CBF: help

Search and display
The tag set
About CBF

1. Search and display

The CBF uses the IMS Open Corpus Workbench (CWB) as its search engine and CQP as the query processor. A very rudimentary web interface has been built on top of CQP to enable searching for word, lemma and part of speech (POS). At present, there are no plans to implement the full CQPweb interface. The result of a search is by default displayed as a key-word-in-context (KWIC) list. A query can be filtered/thinned by gender (female / male), genre and/or decade (1900, 1910, etc.). NB! The classification into genres should be taken with a sizeable pinch of salt.

If a search returns more than a specific number of hits, the number of hits is reduced to a fixed amount. In addition to the search result, the display contains a table showing various kinds of information about the individual texts.
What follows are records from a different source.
//! Local transport: every session is a fresh `sh -c` on this machine.

use async_trait::async_trait;
use std::collections::HashMap;
use std::time::Duration;
use tokio::io::AsyncWrite;
use tokio::process::Command;

use super::process::run_streaming;
use super::shell::check_env_names;
use super::{Session, Transport};
use crate::types::{ConnectionError, ExecutionError};

const LOCAL_SHELL: &str = "sh";

/// Transport that runs commands on the current host
#[derive(Debug, Default)]
pub struct LocalTransport;

impl LocalTransport {
    pub fn new() -> Self {
        Self
    }
}

#[async_trait]
impl Transport for LocalTransport {
    async fn new_session(&self) -> Result<Box<dyn Session>, ConnectionError> {
        Ok(Box::new(LocalSession))
    }

    fn describe(&self) -> String {
        "local".to_string()
    }
}

/// One-shot local session
#[derive(Debug)]
pub struct LocalSession;

#[async_trait]
impl Session for LocalSession {
    async fn run(
        &mut self,
        command: &str,
        env: &HashMap<String, String>,
        stdout: &mut (dyn AsyncWrite + Send + Unpin),
        stderr: &mut (dyn AsyncWrite + Send + Unpin),
        timeout: Duration,
    ) -> Result<(), ExecutionError> {
        check_env_names(env)?;

        let mut cmd = Command::new(LOCAL_SHELL);
        cmd.arg("-c").arg(command).envs(env);

        run_streaming(cmd, command, stdout, stderr, timeout).await
    }
}
//! Logging module for rollshot
//!
//! This module provides structured logging functionality with support for:
//! - JSON, pretty and plain format output
//! - Configurable log levels via `RUST_LOG`, the CLI or configuration
//! - Batch and command context spans for structured logging
//!
//! # Usage
//!
//! ```rust,no_run
//! use rollshot::logging;
//!
//! logging::init(Some("debug"), None, None)?;
//!
//! let _span = logging::batch_span("batch-20260101-120000-000").entered();
//! # Ok::<(), rollshot::types::Error>(())
//! ```

use tracing::{info_span, Span};
use tracing_subscriber::{fmt::time::ChronoLocal, EnvFilter};

use crate::config::SystemConfig;
use crate::types::Result;

/// Create a batch context span
pub fn batch_span(batch_id: &str) -> Span {
    info_span!("batch", batch_id = batch_id)
}

/// Create a command context span nested under a batch
pub fn command_span(batch_id: &str, index: usize, name: &str) -> Span {
    info_span!("command", batch_id = batch_id, index = index, command = name)
}

/// Log level enum values as strings for configuration
pub mod level {
    pub const TRACE: &str = "trace";
    pub const DEBUG: &str = "debug";
    pub const INFO: &str = "info";
    pub const WARN: &str = "warn";
    pub const ERROR: &str = "error";
}

/// Log format enum values as strings for configuration
pub mod format {
    pub const JSON: &str = "json";
    pub const PRETTY: &str = "pretty";
    pub const PLAIN: &str = "plain";
}

/// Initialize logging with configuration
///
/// Precedence for both level and format:
///
/// 1. CLI arguments (highest priority)
/// 2. System configuration file
/// 3. Default values (lowest priority)
///
/// `RUST_LOG`, when set, replaces the level filter entirely. Logs go to
/// stderr so the report on stdout stays machine readable.
pub fn init(
    log_level_override: Option<&str>,
    log_format_override: Option<&str>,
    system_config: Option<&SystemConfig>,
) -> Result<()> {
    let log_level = if let Some(level) = log_level_override {
        level
    } else if let Some(config) = system_config {
        &config.logging.level
    } else {
        level::INFO
    };

    let log_format = if let Some(fmt) = log_format_override {
        fmt
    } else if let Some(config) = system_config {
        &config.logging.format
    } else {
        format::PRETTY
    };

    let env_filter =
        EnvFilter::try_from_default_env().unwrap_or_else(|_| EnvFilter::new(log_level));

    let timer = ChronoLocal::new("%Y-%m-%d %H:%M:%S%.3f".to_string());

    let result = match log_format {
        format::JSON => tracing_subscriber::fmt()
            .json()
            .with_timer(timer)
            .with_env_filter(env_filter)
            .with_writer(std::io::stderr)
            .with_target(false)
            .with_current_span(true)
            .with_span_list(false)
            .try_init(),
        format::PRETTY => tracing_subscriber::fmt()
            .pretty()
            .with_timer(timer)
            .with_env_filter(env_filter)
            .with_writer(std::io::stderr)
            .with_target(false)
            .with_file(false)
            .with_line_number(false)
            .try_init(),
        _ => tracing_subscriber::fmt()
            .with_timer(timer)
            .with_env_filter(env_filter)
            .with_writer(std::io::stderr)
            .with_target(false)
            .with_file(false)
            .with_line_number(false)
            .try_init(),
    };

    result.map_err(|e| {
        crate::types::Error::Application(format!("Failed to initialize logging: {}", e))
    })
}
The following list shows some standard (simple) searches:

sober (search for the word 'sober')
SOBER (search for the lemma 'sober')
_MD (search for the pos tag MD (modal); not recommended as it will yield too many hits)
poor WOMAN (search for the word 'poor' followed by the lemma 'woman', i.e. 'woman' and 'women')
current_NN (search for 'current' as a noun)
recogni(s|z)e (search for 'recognise' and 'recognize')
colou?r (search for 'color' and 'colour')
poor * WOMAN (search for 'poor' followed by an arbitrary word or symbol followed by the lemma 'woman'

You may also use the internal CQP search syntax directly for more advanced searches. e.g.
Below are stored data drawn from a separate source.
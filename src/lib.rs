//! rollshot: run an ordered batch of shell commands on one host, verify each
//! one with an optional check and unwind prior work on failure according to
//! a [`RollbackPolicy`].
//!
//! ```rust,no_run
//! use std::time::Duration;
//! use rollshot::{run_batch, Command, Connection, RollbackPolicy};
//!
//! # async fn demo() -> Result<(), rollshot::BatchError> {
//! let connection = Connection::local();
//! let mut commands = vec![
//!     Command::simple("stop", "systemctl stop app", Duration::from_secs(30))
//!         .with_rollback("systemctl start app"),
//!     Command::simple("swap", "cp /tmp/app /usr/bin/app", Duration::from_secs(30))
//!         .with_check("sha256sum -c /tmp/app.sum --status && echo ok", "ok\n")
//!         .with_rollback("cp /usr/bin/app.bak /usr/bin/app"),
//! ];
//! run_batch(&mut commands, RollbackPolicy::BackTrace, &connection).await?;
//! # Ok(())
//! # }
//! ```

pub mod batch;
pub mod cli;
pub mod command;
pub mod config;
pub mod execution;
pub mod logging;
pub mod policy;
pub mod report;
pub mod transport;
pub mod types;

pub use batch::{run_batch, validate_batch, BatchRunner};
pub use command::Command;
pub use policy::RollbackPolicy;
pub use transport::{Connection, Credential, DialOptions, Secret, Session, Transport};
pub use types::{
    BatchError, CommandStatus, ConnectionError, ExecutionError, Phase, PhaseRecord,
    RollbackOutcome,
};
[lemma = 'poor'] []? [pos = 'NN' | pos = 'NP' | pos = 'NNS']

(search for the lemma poor, followed optionally by one word, followed by the POS tags NN or NP or NNS)

Searching for symbols, e.g. ' (single quotation mark) is a bit tricky. Use the corresponding POS tag if possible.
More info on CQP search syntax can be found on the web, e.g. here: CQPTutorial

At the bottom of the result page, the search string, as sent to the CQP query processor, is shown.
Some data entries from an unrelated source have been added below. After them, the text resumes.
//! Child process plumbing shared by the local and ssh sessions.

use std::io;
use std::process::Stdio;
use std::time::{Duration, Instant};
use tokio::io::{AsyncRead, AsyncWrite};
use tokio::process::Command;
use tokio::time::timeout;
use tracing::{debug, warn};

use crate::types::ExecutionError;

/// Spawn `cmd`, stream its stdout/stderr into the sinks as bytes arrive and
/// wait for it to exit within `limit`. On timeout the child is killed; bytes
/// already copied stay in the sinks.
pub(crate) async fn run_streaming(
    mut cmd: Command,
    label: &str,
    stdout: &mut (dyn AsyncWrite + Send + Unpin),
    stderr: &mut (dyn AsyncWrite + Send + Unpin),
    limit: Duration,
) -> Result<(), ExecutionError> {
    cmd.stdout(Stdio::piped())
        .stderr(Stdio::piped())
        .stdin(Stdio::null())
        .kill_on_drop(true);

    debug!(
        command = %label,
        timeout_ms = limit.as_millis() as u64,
        "Spawning command"
    );

    let start_time = Instant::now();
    let mut child = cmd.spawn().map_err(|source| ExecutionError::StartFailed {
        command: label.to_string(),
        source,
    })?;

    let mut child_stdout = child
        .stdout
        .take()
        .ok_or_else(|| missing_pipe(label, "stdout"))?;
    let mut child_stderr = child
        .stderr
        .take()
        .ok_or_else(|| missing_pipe(label, "stderr"))?;

    let outcome = {
        let run = async {
            tokio::join!(
                copy_stream(&mut child_stdout, stdout),
                copy_stream(&mut child_stderr, stderr),
                child.wait(),
            )
        };
        timeout(limit, run).await
    };

    let duration_ms = start_time.elapsed().as_millis() as u64;

    match outcome {
        Ok((copied_out, copied_err, status)) => {
            let status = status.map_err(|source| ExecutionError::Output {
                command: label.to_string(),
                source,
            })?;
            for copied in [copied_out, copied_err] {
                copied.map_err(|source| ExecutionError::Output {
                    command: label.to_string(),
                    source,
                })?;
            }

            debug!(
                command = %label,
                exit_code = status.code(),
                duration_ms = duration_ms,
                "Command exited"
            );

            if status.success() {
                return Ok(());
            }

            match status.code() {
                Some(code) => Err(ExecutionError::NonZeroExit {
                    command: label.to_string(),
                    code,
                }),
                None => Err(ExecutionError::Terminated {
                    command: label.to_string(),
                }),
            }
        }
        Err(_elapsed) => {
            warn!(
                command = %label,
                timeout_ms = limit.as_millis() as u64,
                duration_ms = duration_ms,
                "Command timed out, killing it"
            );
            if let Err(e) = child.kill().await {
                warn!(command = %label, error = %e, "Failed to kill timed out command");
            }

            Err(ExecutionError::Timeout {
                command: label.to_string(),
                timeout_ms: limit.as_millis() as u64,
            })
        }
    }
}

async fn copy_stream<R>(reader: &mut R, writer: &mut (dyn AsyncWrite + Send + Unpin)) -> io::Result<u64>
where
    R: AsyncRead + Unpin,
{
    tokio::io::copy(reader, writer).await
}

fn missing_pipe(label: &str, stream: &str) -> ExecutionError {
    ExecutionError::Output {
        command: label.to_string(),
        source: io::Error::new(io::ErrorKind::Other, format!("{} was not captured", stream)),
    }
}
Below this there are a couple of links to Shiny apps, which can be used to visualise the search result. NB! Experimental.

2. The tag set

The corpus has been tagged with CLAWS and the tag set can be found here: http://ucrel.lancs.ac.uk/claws7tags.html. Since the version of CLAWS we use, do not lemmatise words, the TreeTagger has been used for this (http://www.cis.uni-muenchen.de/~schmid/tools/TreeTagger/). Some post-processing of the output of the tagging has been performed, e.g. where the tagger was not able to recognise unconventional spelling of a word.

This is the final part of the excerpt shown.